The interview was supposed to be at 8 but one of his wranglers dials me up at 10:15: “He’s calling soon, I swear. His interviews are running long. Marilyn loves to talk.”
Finally the phone rings and it’s Manson, in a playful yet dark mood.
“Wait, were you sleeping?” he asks, chuckling.
This kicks off our late-night chat – he shares that I’m the first woman he’s talked to all day, then explains how he likes to conduct interviews: “Normally, I do a monologue and you get to listen.”
That may be how it works with others, but there’s too much to talk about just to let him ramble on.

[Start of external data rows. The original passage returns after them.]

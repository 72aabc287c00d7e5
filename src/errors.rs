use std::fmt;

/// Errors that can occur while decoding Radix4 data.
#[derive(Debug, Clone, PartialEq, Eq)]
pub enum DecodeError {
    /// The input contains a character that is neither in the alphabet
    /// nor whitespace, or a non-ASCII code point.
    InvalidCharacter { char: char, position: usize },
    /// A terminator appeared at a position where none is allowed.
    MisplacedTerminator { position: usize },
    /// Terminated input did not end with the terminator character.
    MissingTerminator,
    /// The radix-coded region has an impossible length (one more than a
    /// multiple of four characters).
    InvalidLength { length: usize },
    /// Terminated input ended before its terminator was read.
    UnexpectedEndOfStream,
}

impl DecodeError {
    pub(crate) fn invalid_character(c: impl Into<u32>, position: usize) -> Self {
        let c = c.into();
        DecodeError::InvalidCharacter {
            char: char::from_u32(c).unwrap_or(char::REPLACEMENT_CHARACTER),
            position,
        }
    }

    pub(crate) fn misplaced_terminator(position: usize) -> Self {
        DecodeError::MisplacedTerminator { position }
    }
}

impl fmt::Display for DecodeError {
    fn fmt(&self, f: &mut fmt::Formatter<'_>) -> fmt::Result {
        match self {
            DecodeError::InvalidCharacter { char: c, position } => {
                write!(f, "invalid character {:?} at position {}", c, position)
            }
            DecodeError::MisplacedTerminator { position } => {
                write!(f, "unexpected terminator at position {}", position)
            }
            DecodeError::MissingTerminator => {
                write!(f, "missing terminator at end of input")
            }
            DecodeError::InvalidLength { length } => {
                write!(
                    f,
                    "invalid length: {} radix-coded characters cannot be one more than a multiple of four",
                    length
                )
            }
            DecodeError::UnexpectedEndOfStream => {
                write!(f, "unexpected end of stream")
            }
        }
    }
}

impl std::error::Error for DecodeError {}

/// Errors that can occur while encoding.
#[derive(Debug, Clone, PartialEq, Eq)]
pub enum EncodeError {
    /// The predicted encoded length does not fit the platform's size
    /// limit.
    BytesTooLong,
}

impl fmt::Display for EncodeError {
    fn fmt(&self, f: &mut fmt::Formatter<'_>) -> fmt::Result {
        match self {
            EncodeError::BytesTooLong => write!(f, "encoded length exceeds platform size limit"),
        }
    }
}

impl std::error::Error for EncodeError {}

In the two years that have passed between “Eat Me, Drink Me” in 2007 and his May release “The High End of Low,” Manson has been through quite a bit. He poured his heart out about his failing relationship and eventual divorce from famous burlesque model Dita Von Teese on “Eat Me, Drink Me,” yet he says many critics misunderstood that album, calling it happy when Manson considers it far from a salvation.
Still, he insists he’s not just “damaged goods.” He’s not copping to seeing anyone in particular at the moment, but he had been dating actress Evan Rachel Wood until the two split in late 2008. Judging by his sly and deep laughter to a question about his love life, I’m sure he hasn’t become celibate. After all, who wouldn’t want to date a dark and tortured artist whose favorite pickup line is “I want to set you on fire”?

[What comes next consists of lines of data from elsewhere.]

use std::fmt;

use crate::coding::Radix4;
use crate::mapping::{Mapping, MappingError};

const DEFAULT_BUFFER_SIZE: usize = 64;
const DEFAULT_LINE_BREAK: &str = "\n";
const DEFAULT_TERMINATOR: char = '.';
const DEFAULT_WHITESPACE: &str = "\r\n\t ";

/// Errors raised when freezing an invalid [`Radix4Config`].
#[derive(Debug, Clone, PartialEq, Eq)]
pub enum BuildError {
    /// The terminator is non-ASCII, an alphabet character, or a
    /// whitespace character.
    InvalidTerminator(char),
    /// The line break is empty or contains non-whitespace characters.
    InvalidLineBreak,
    /// The whitespace set contains a non-ASCII character, a duplicate,
    /// or an alphabet character.
    InvalidWhitespace(char),
    /// The supplied alphabet could not be turned into a mapping.
    InvalidMapping(MappingError),
}

impl fmt::Display for BuildError {
    fn fmt(&self, f: &mut fmt::Formatter<'_>) -> fmt::Result {
        match self {
            BuildError::InvalidTerminator(c) => write!(f, "invalid terminator: {:?}", c),
            BuildError::InvalidLineBreak => {
                write!(f, "line break must be non-empty whitespace")
            }
            BuildError::InvalidWhitespace(c) => {
                write!(f, "invalid whitespace character: {:?}", c)
            }
            BuildError::InvalidMapping(err) => write!(f, "invalid mapping: {}", err),
        }
    }
}

impl std::error::Error for BuildError {
    fn source(&self) -> Option<&(dyn std::error::Error + 'static)> {
        match self {
            BuildError::InvalidMapping(err) => Some(err),
            _ => None,
        }
    }
}

impl From<MappingError> for BuildError {
    fn from(err: MappingError) -> Self {
        BuildError::InvalidMapping(err)
    }
}

/// A mutable configuration from which [`Radix4`] definitions are built.
///
/// Configurations start from the stream or block defaults and are
/// adjusted through chained setters; [`build`](Radix4Config::build)
/// validates the combination and freezes it into an immutable
/// definition. A configuration may be reused to build any number of
/// definitions.
///
/// ```
/// use radix4::Radix4Config;
///
/// let coding = Radix4Config::stream().terminated(true).build().unwrap();
/// assert_eq!(coding.encode_to_string(b"ABC123").unwrap(), "ABC123..");
/// ```
#[derive(Debug, Clone)]
pub struct Radix4Config {
    mapping: Mapping,
    alphabet: Option<String>,
    whitespace: String,
    terminator: char,
    buffer_size: usize,
    line_length: usize,
    line_break: String,
    streaming: bool,
    optimistic: bool,
    terminated: bool,
}

impl Radix4Config {
    /// A configuration with the defaults for streamable output.
    pub fn stream() -> Self {
        Self::new(true)
    }

    /// A configuration with the defaults for block output.
    pub fn block() -> Self {
        Self::new(false)
    }

    fn new(streaming: bool) -> Self {
        Radix4Config {
            mapping: Mapping::default(),
            alphabet: None,
            whitespace: DEFAULT_WHITESPACE.to_string(),
            terminator: DEFAULT_TERMINATOR,
            buffer_size: DEFAULT_BUFFER_SIZE,
            line_length: 0,
            line_break: DEFAULT_LINE_BREAK.to_string(),
            streaming,
            optimistic: true,
            terminated: false,
        }
    }

    pub(crate) fn from_coding(coding: &Radix4) -> Self {
        Radix4Config {
            mapping: coding.mapping().clone(),
            alphabet: None,
            whitespace: coding.whitespace().iter().map(|&b| b as char).collect(),
            terminator: coding.terminator() as char,
            buffer_size: coding.buffer_size(),
            line_length: coding.line_length(),
            line_break: coding.line_break().to_string(),
            streaming: coding.is_streaming(),
            optimistic: coding.is_optimistic(),
            terminated: coding.is_terminated(),
        }
    }

    /// Uses the given byte mapping.
    pub fn mapping(mut self, mapping: Mapping) -> Self {
        self.mapping = mapping;
        self.alphabet = None;
        self
    }

    /// Uses a mapping derived from a 64-character ASCII alphabet.
    ///
    /// The alphabet is validated when the configuration is built.
    pub fn alphabet(mut self, alphabet: &str) -> Self {
        self.alphabet = Some(alphabet.to_string());
        self
    }

    /// The number of bytes used to buffer stream encoding. Rounded up
    /// to a multiple of four on build; zero restores the default.
    pub fn buffer_size(mut self, buffer_size: usize) -> Self {
        self.buffer_size = if buffer_size == 0 {
            DEFAULT_BUFFER_SIZE
        } else {
            buffer_size
        };
        self
    }

    /// The number of characters between line breaks in encoded output,
    /// or zero to disable line breaking.
    pub fn line_length(mut self, line_length: usize) -> Self {
        self.line_length = line_length;
        self
    }

    /// The character sequence inserted as a line break. Must be
    /// non-empty and consist of whitespace-set characters only.
    pub fn line_break(mut self, line_break: &str) -> Self {
        self.line_break = line_break.to_string();
        self
    }

    /// The set of characters that decoders silently skip.
    pub fn whitespace(mut self, whitespace: &str) -> Self {
        self.whitespace = whitespace.to_string();
        self
    }

    /// Whether coded data is organized so it can be streamed, or laid
    /// out as an unstreamable block.
    pub fn streaming(mut self, streaming: bool) -> Self {
        self.streaming = streaming;
        self
    }

    /// Whether encoding defers radix characters until the first byte
    /// with a non-zero radix is encountered.
    pub fn optimistic(mut self, optimistic: bool) -> Self {
        self.optimistic = optimistic;
        self
    }

    /// Whether encoded output is explicitly terminated.
    pub fn terminated(mut self, terminated: bool) -> Self {
        self.terminated = terminated;
        self
    }

    /// The character used to mark termination and the end of an
    /// optimistic prefix.
    pub fn terminator(mut self, terminator: char) -> Self {
        self.terminator = terminator;
        self
    }

    /// Validates this configuration and freezes it into an immutable
    /// [`Radix4`] definition.
    ///
    /// # Errors
    ///
    /// Returns a [`BuildError`] if the alphabet is invalid, whitespace
    /// characters collide with the alphabet or each other, the
    /// terminator is not a free ASCII character, or the line break is
    /// not made of whitespace.
    pub fn build(&self) -> Result<Radix4, BuildError> {
        let mapping = match &self.alphabet {
            Some(alphabet) => Mapping::with_alphabet(alphabet)?,
            None => self.mapping.clone(),
        };

        // whitespace must be ASCII, duplicate free and disjoint from
        // the alphabet
        let mut whitespace = Vec::with_capacity(self.whitespace.len());
        for c in self.whitespace.chars() {
            if !c.is_ascii() {
                return Err(BuildError::InvalidWhitespace(c));
            }
            let b = c as u8;
            if whitespace.contains(&b) || mapping.chars().contains(&b) {
                return Err(BuildError::InvalidWhitespace(c));
            }
            whitespace.push(b);
        }
        whitespace.sort_unstable();

        if !self.terminator.is_ascii() {
            return Err(BuildError::InvalidTerminator(self.terminator));
        }
        let terminator = self.terminator as u8;
        if mapping.chars().contains(&terminator) || whitespace.contains(&terminator) {
            return Err(BuildError::InvalidTerminator(self.terminator));
        }

        if self.line_break.is_empty()
            || self
                .line_break
                .chars()
                .any(|c| !c.is_ascii() || !whitespace.contains(&(c as u8)))
        {
            return Err(BuildError::InvalidLineBreak);
        }

        // multiple-of-four buffers keep whole triples in place between
        // flushes
        let buffer_size = self.buffer_size.div_ceil(4) * 4;

        Ok(Radix4::freeze(
            mapping,
            whitespace,
            terminator,
            self.line_length,
            self.line_break.clone(),
            buffer_size,
            self.streaming,
            self.optimistic,
            self.terminated,
        ))
    }
}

Manson just rolled through the area last month, co-headlining the Rockstar Mayhem Festival in San Bernardino with Slayer – but he returns to the area this week to play a much more intimate gig at the Grove of Anaheim on Monday night. He says his shows will mix the old with the new, especially seeing as his latest album is the first he’s made that he actually likes to listen to. It also has re-teamed him with his band’s original bassist Twiggy Ramirez, who left Manson to play with Nine Inch Nails and A Perfect Circle after the two had a spat in 2002.
“I think we got into an argument that should have been resolved,” Manson says, “but we were like boyfriend and girlfriend and neither one of us called the next day. And that lasted for six or seven years. This is the record that we always wanted to make, and I think that (the fight) happened for a reason. We needed to step away from it, from each other.”
Yet, just because Manson has (sort of) pulled himself together doesn’t mean this album is sunshine and roses – far from it, in fact.
He tapped into still-raw emotions he experienced before going through his divorce, which left him slipping into a depression no one could help him out of. His ex-wife’s attempt at an intervention, he says, was “almost comedic” – he recalls being tricked into walking into a room filled with friends and a doctor sitting in a circle.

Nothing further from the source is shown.